Bruno Covas, atual prefeito de São Paulo, reeleito para novo mandato na maior cidade do Brasil

Cerca de 60% dos nove milhões de eleitores paulistanos deram a vitória ao político de 40 anos do ​​​​​​​PSDB.

Guilherme Boulos, 38 anos, do PSOL, uma espécie de Bloco de Esquerda brasileiro, chegou com surpresa à segunda volta mas acabou por ficar aquém do esperado na segunda.

A eleição de Covas serve de ilustração do tom geral das eleições: os partidos do centro e do centro-direita venceram a maioria das prefeituras em disputa; a esquerda, embora em recuperação após a debacle nas municipais de 2016, também sai derrotada: e o bolsonarismo, movimento de extrema direita surgido nas presidenciais de 2018, quase desaparece, com a derrota dos três candidatos apoiados pelo presidente da República.

A começar por Marcelo Crivella, do Republicanos, partido ligado à IURD, derrotado por Eduardo Paes, do DEM, de centro-direita, no Rio de Janeiro. Paes obteve quase dois terços dos votos dos cariocas num sinal claro de rejeição a Crivella, atual prefeito e sobrinho de Edir Macedo.

Os candidatos bolsonaristas em Belém e em Fortaleza também perderam, no primeiro caso para um candidato do esquerdista PSOL e no segundo para um aliado de Ciro Gomes, do PDT, de centro-esquerda, o terceiro classificado nas presidenciais de 2018.

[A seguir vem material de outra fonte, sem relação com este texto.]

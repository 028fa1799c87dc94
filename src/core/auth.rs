//! Password hashing and session tokens for the admin area.
//!
//! Stored hashes have the form `<salt>:<hex sha256(password + salt)>`
//! with a random UUID as the salt.

use base64::Engine;
use base64::engine::general_purpose::STANDARD;
use sha2::{Digest, Sha256};
use uuid::Uuid;

pub const MIN_PASSWORD_LEN: usize = 6;

fn digest(password: &str, salt: &str) -> String {
    let mut hasher = Sha256::new();
    hasher.update(password.as_bytes());
    hasher.update(salt.as_bytes());
    hex::encode(hasher.finalize())
}

pub fn hash_password(password: &str) -> String {
    let salt = Uuid::new_v4().to_string();
    format!("{}:{}", salt, digest(password, &salt))
}

pub fn verify_password(password: &str, stored_hash: &str) -> bool {
    let Some((salt, hash)) = stored_hash.split_once(':') else {
        return false;
    };
    if salt.is_empty() || hash.is_empty() {
        return false;
    }
    constant_time_eq(digest(password, salt).as_bytes(), hash.as_bytes())
}

fn constant_time_eq(a: &[u8], b: &[u8]) -> bool {
    if a.len() != b.len() {
        return false;
    }
    a.iter().zip(b).fold(0u8, |acc, (x, y)| acc | (x ^ y)) == 0
}

/// 32 random bytes, base64 encoded.
pub fn generate_session_token() -> String {
    let mut bytes = [0u8; 32];
    bytes[..16].copy_from_slice(Uuid::new_v4().as_bytes());
    bytes[16..].copy_from_slice(Uuid::new_v4().as_bytes());
    STANDARD.encode(bytes)
}

#[cfg(test)]
mod tests {
    use super::*;

    #[test]
    fn test_hash_and_verify() {
        let stored = hash_password("hunter22");
        let (salt, hash) = stored.split_once(':').unwrap();
        assert_eq!(salt.len(), 36);
        assert_eq!(hash.len(), 64);
        assert!(verify_password("hunter22", &stored));
        assert!(!verify_password("hunter23", &stored));
    }

    #[test]
    fn test_hashes_are_salted() {
        assert_ne!(hash_password("same"), hash_password("same"));
    }

    #[test]
    fn test_verify_rejects_malformed_hash() {
        assert!(!verify_password("pw", ""));
        assert!(!verify_password("pw", "nosalt"));
        assert!(!verify_password("pw", ":abc"));
        assert!(!verify_password("pw", "salt:"));
    }

    #[test]
    fn test_known_digest() {
        // sha256("passwordsalt")
        assert_eq!(
            digest("password", "salt"),
            "7a37b85c8918eac19a9089c0fa5a2ab4dce3f90528dcdeec108b23ddf3607b99"
        );
    }

    #[test]
    fn test_session_token() {
        let token = generate_session_token();
        assert_eq!(STANDARD.decode(&token).unwrap().len(), 32);
        assert_ne!(token, generate_session_token());
    }
}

Uma das eleições mais aguardadas ocorria no Recife, onde as sondagens davam um empate a 50% entre João Campos, do PSB, e Marília Arraes, do PT, ambos de centro esquerda e primos. Campos acabou por vencer com cerca de 10 pontos de avanço sobre Marília.

Nota ainda para Goiânia, onde o vencedor, Maguito Vilela, do MDB, não participou na campanha por estar há semanas hospitalizado em estado grave com covid-19. Entubado, Vilela não sabe sequer que foi eleito.